• WHAT IS EXPECTED: So that nothing is lost, restate each entry exactly as supplied.

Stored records
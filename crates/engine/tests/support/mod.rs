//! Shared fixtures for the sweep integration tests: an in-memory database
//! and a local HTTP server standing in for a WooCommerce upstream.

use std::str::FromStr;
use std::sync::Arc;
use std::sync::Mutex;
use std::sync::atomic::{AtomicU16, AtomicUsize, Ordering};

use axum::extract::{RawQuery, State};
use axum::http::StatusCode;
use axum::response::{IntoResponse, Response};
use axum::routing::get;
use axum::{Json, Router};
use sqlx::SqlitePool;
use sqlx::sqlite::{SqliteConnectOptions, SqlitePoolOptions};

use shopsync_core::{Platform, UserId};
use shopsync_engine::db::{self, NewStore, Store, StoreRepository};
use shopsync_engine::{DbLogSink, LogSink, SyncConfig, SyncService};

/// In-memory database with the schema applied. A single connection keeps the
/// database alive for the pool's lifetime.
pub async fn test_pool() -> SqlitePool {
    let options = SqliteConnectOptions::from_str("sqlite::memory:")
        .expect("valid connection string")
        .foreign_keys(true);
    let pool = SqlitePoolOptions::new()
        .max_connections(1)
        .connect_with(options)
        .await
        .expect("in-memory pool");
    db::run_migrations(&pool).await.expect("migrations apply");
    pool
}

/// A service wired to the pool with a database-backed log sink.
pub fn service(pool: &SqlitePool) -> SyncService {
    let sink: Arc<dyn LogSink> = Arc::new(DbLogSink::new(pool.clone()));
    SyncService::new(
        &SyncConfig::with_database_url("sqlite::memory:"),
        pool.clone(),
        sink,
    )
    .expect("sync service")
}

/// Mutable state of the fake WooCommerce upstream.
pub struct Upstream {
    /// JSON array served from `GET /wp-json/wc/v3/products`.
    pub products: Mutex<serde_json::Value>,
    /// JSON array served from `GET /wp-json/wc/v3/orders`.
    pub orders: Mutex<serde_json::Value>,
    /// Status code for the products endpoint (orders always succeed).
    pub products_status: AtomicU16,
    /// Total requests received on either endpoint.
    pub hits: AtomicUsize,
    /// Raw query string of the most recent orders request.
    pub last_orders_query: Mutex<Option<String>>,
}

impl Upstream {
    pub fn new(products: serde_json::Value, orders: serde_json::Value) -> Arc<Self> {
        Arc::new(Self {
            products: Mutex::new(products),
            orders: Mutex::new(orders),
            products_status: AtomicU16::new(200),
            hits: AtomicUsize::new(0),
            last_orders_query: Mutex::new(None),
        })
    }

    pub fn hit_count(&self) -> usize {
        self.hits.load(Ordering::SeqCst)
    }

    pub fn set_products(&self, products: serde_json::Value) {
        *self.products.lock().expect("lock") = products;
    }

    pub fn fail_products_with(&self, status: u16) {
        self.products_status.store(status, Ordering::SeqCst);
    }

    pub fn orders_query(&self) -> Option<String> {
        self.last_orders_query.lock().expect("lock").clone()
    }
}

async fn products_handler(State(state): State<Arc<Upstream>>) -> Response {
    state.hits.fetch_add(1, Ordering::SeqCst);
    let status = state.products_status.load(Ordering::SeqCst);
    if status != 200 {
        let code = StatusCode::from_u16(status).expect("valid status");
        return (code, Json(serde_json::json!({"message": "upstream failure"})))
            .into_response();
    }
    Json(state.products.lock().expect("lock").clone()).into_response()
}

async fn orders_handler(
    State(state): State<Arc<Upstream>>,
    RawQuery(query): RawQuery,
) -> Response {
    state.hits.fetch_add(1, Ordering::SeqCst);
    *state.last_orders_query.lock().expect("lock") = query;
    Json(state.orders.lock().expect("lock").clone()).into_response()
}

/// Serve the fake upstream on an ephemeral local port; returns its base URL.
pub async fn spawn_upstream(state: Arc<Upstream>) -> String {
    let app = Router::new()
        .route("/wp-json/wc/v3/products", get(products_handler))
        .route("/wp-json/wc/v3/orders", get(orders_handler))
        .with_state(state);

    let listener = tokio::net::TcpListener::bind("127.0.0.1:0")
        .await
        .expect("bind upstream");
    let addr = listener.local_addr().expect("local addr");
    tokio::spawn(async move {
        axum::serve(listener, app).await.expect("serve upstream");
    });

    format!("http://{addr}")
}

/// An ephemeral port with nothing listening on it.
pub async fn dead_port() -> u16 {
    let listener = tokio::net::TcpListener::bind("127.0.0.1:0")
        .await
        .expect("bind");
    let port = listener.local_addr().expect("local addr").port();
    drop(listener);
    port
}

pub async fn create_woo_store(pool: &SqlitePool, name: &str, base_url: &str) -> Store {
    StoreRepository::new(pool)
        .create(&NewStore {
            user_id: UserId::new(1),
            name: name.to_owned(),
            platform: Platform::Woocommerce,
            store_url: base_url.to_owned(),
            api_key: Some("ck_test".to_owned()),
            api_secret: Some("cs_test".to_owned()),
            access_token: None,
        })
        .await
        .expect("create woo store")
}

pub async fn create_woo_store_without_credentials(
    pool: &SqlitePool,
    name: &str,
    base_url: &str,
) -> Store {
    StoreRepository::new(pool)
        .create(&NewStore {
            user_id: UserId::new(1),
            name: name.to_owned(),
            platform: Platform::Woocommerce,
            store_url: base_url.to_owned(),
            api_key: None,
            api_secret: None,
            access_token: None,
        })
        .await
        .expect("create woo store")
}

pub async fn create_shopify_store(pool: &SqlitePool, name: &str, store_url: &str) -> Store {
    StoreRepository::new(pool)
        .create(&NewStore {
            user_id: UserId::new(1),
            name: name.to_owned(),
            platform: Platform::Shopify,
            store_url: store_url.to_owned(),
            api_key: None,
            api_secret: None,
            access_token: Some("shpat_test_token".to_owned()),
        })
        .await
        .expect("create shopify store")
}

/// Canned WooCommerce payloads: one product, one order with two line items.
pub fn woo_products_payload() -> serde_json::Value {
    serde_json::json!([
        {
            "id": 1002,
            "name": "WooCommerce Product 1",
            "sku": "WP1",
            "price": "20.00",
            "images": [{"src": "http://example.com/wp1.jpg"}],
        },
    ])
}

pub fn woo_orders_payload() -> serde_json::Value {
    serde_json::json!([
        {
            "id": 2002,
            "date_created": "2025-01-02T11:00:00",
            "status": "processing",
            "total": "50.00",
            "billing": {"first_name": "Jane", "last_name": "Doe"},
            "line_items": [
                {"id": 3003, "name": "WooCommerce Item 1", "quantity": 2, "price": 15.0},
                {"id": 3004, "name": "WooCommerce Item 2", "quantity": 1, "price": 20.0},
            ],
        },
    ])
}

• RESULT OF THE EXERCISE:
filename crates/engine/tests/support/mod.rs
//! Shared fixtures for the sweep integration tests: an in-memory database
//! and a local HTTP server standing in for a WooCommerce upstream.

use std::str::FromStr;
use std::sync::Arc;
use std::sync::Mutex;
use std::sync::atomic::{AtomicU16, AtomicUsize, Ordering};

use axum::extract::{RawQuery, State};
use axum::http::StatusCode;
use axum::response::{IntoResponse, Response};
use axum::routing::get;
use axum::{Json, Router};
use sqlx::SqlitePool;
use sqlx::sqlite::{SqliteConnectOptions, SqlitePoolOptions};

use shopsync_core::{Platform, UserId};
use shopsync_engine::db::{self, NewStore, Store, StoreRepository};
use shopsync_engine::{DbLogSink, LogSink, SyncConfig, SyncService};

/// In-memory database with the schema applied. A single connection keeps the
/// database alive for the pool's lifetime.
pub async fn test_pool() -> SqlitePool {
    let options = SqliteConnectOptions::from_str("sqlite::memory:")
        .expect("valid connection string")
        .foreign_keys(true);
    let pool = SqlitePoolOptions::new()
        .max_connections(1)
        .connect_with(options)
        .await
        .expect("in-memory pool");
    db::run_migrations(&pool).await.expect("migrations apply");
    pool
}

/// A service wired to the pool with a database-backed log sink.
pub fn service(pool: &SqlitePool) -> SyncService {
    let sink: Arc<dyn LogSink> = Arc::new(DbLogSink::new(pool.clone()));
    SyncService::new(
        &SyncConfig::with_database_url("sqlite::memory:"),
        pool.clone(),
        sink,
    )
    .expect("sync service")
}

/// Mutable state of the fake WooCommerce upstream.
pub struct Upstream {
    /// JSON array served from `GET /wp-json/wc/v3/products`.
    pub products: Mutex<serde_json::Value>,
    /// JSON array served from `GET /wp-json/wc/v3/orders`.
    pub orders: Mutex<serde_json::Value>,
    /// Status code for the products endpoint (orders always succeed).
    pub products_status: AtomicU16,
    /// Total requests received on either endpoint.
    pub hits: AtomicUsize,
    /// Raw query string of the most recent orders request.
    pub last_orders_query: Mutex<Option<String>>,
}

impl Upstream {
    pub fn new(products: serde_json::Value, orders: serde_json::Value) -> Arc<Self> {
        Arc::new(Self {
            products: Mutex::new(products),
            orders: Mutex::new(orders),
            products_status: AtomicU16::new(200),
            hits: AtomicUsize::new(0),
            last_orders_query: Mutex::new(None),
        })
    }

    pub fn hit_count(&self) -> usize {
        self.hits.load(Ordering::SeqCst)
    }

    pub fn set_products(&self, products: serde_json::Value) {
        *self.products.lock().expect("lock") = products;
    }

    pub fn fail_products_with(&self, status: u16) {
        self.products_status.store(status, Ordering::SeqCst);
    }

    pub fn orders_query(&self) -> Option<String> {
        self.last_orders_query.lock().expect("lock").clone()
    }
}

async fn products_handler(State(state): State<Arc<Upstream>>) -> Response {
    state.hits.fetch_add(1, Ordering::SeqCst);
    let status = state.products_status.load(Ordering::SeqCst);
    if status != 200 {
        let code = StatusCode::from_u16(status).expect("valid status");
        return (code, Json(serde_json::json!({"message": "upstream failure"})))
            .into_response();
    }
    Json(state.products.lock().expect("lock").clone()).into_response()
}

async fn orders_handler(
    State(state): State<Arc<Upstream>>,
    RawQuery(query): RawQuery,
) -> Response {
    state.hits.fetch_add(1, Ordering::SeqCst);
    *state.last_orders_query.lock().expect("lock") = query;
    Json(state.orders.lock().expect("lock").clone()).into_response()
}

/// Serve the fake upstream on an ephemeral local port; returns its base URL.
pub async fn spawn_upstream(state: Arc<Upstream>) -> String {
    let app = Router::new()
        .route("/wp-json/wc/v3/products", get(products_handler))
        .route("/wp-json/wc/v3/orders", get(orders_handler))
        .with_state(state);

    let listener = tokio::net::TcpListener::bind("127.0.0.1:0")
        .await
        .expect("bind upstream");
    let addr = listener.local_addr().expect("local addr");
    tokio::spawn(async move {
        axum::serve(listener, app).await.expect("serve upstream");
    });

    format!("http://{addr}")
}

/// An ephemeral port with nothing listening on it.
pub async fn dead_port() -> u16 {
    let listener = tokio::net::TcpListener::bind("127.0.0.1:0")
        .await
        .expect("bind");
    let port = listener.local_addr().expect("local addr").port();
    drop(listener);
    port
}

pub async fn create_woo_store(pool: &SqlitePool, name: &str, base_url: &str) -> Store {
    StoreRepository::new(pool)
        .create(&NewStore {
            user_id: UserId::new(1),
            name: name.to_owned(),
            platform: Platform::Woocommerce,
            store_url: base_url.to_owned(),
            api_key: Some("ck_test".to_owned()),
            api_secret: Some("cs_test".to_owned()),
            access_token: None,
        })
        .await
        .expect("create woo store")
}

pub async fn create_woo_store_without_credentials(
    pool: &SqlitePool,
    name: &str,
    base_url: &str,
) -> Store {
    StoreRepository::new(pool)
        .create(&NewStore {
            user_id: UserId::new(1),
            name: name.to_owned(),
            platform: Platform::Woocommerce,
            store_url: base_url.to_owned(),
            api_key: None,
            api_secret: None,
            access_token: None,
        })
        .await
        .expect("create woo store")
}

pub async fn create_shopify_store(pool: &SqlitePool, name: &str, store_url: &str) -> Store {
    StoreRepository::new(pool)
        .create(&NewStore {
            user_id: UserId::new(1),
            name: name.to_owned(),
            platform: Platform::Shopify,
            store_url: store_url.to_owned(),
            api_key: None,
            api_secret: None,
            access_token: Some("shpat_test_token".to_owned()),
        })
        .await
        .expect("create shopify store")
}

/// Canned WooCommerce payloads: one product, one order with two line items.
pub fn woo_products_payload() -> serde_json::Value {
    serde_json::json!([
        {
            "id": 1002,
            "name": "WooCommerce Product 1",
            "sku": "WP1",
            "price": "20.00",
            "images": [{"src": "http://example.com/wp1.jpg"}],
        },
    ])
}

pub fn woo_orders_payload() -> serde_json::Value {
    serde_json::json!([
        {
            "id": 2002,
            "date_created": "2025-01-02T11:00:00",
            "status": "processing",
            "total": "50.00",
            "billing": {"first_name": "Jane", "last_name": "Doe"},
            "line_items": [
                {"id": 3003, "name": "WooCommerce Item 1", "quantity": 2, "price": 15.0},
                {"id": 3004, "name": "WooCommerce Item 2", "quantity": 1, "price": 20.0},
            ],
        },
    ])
}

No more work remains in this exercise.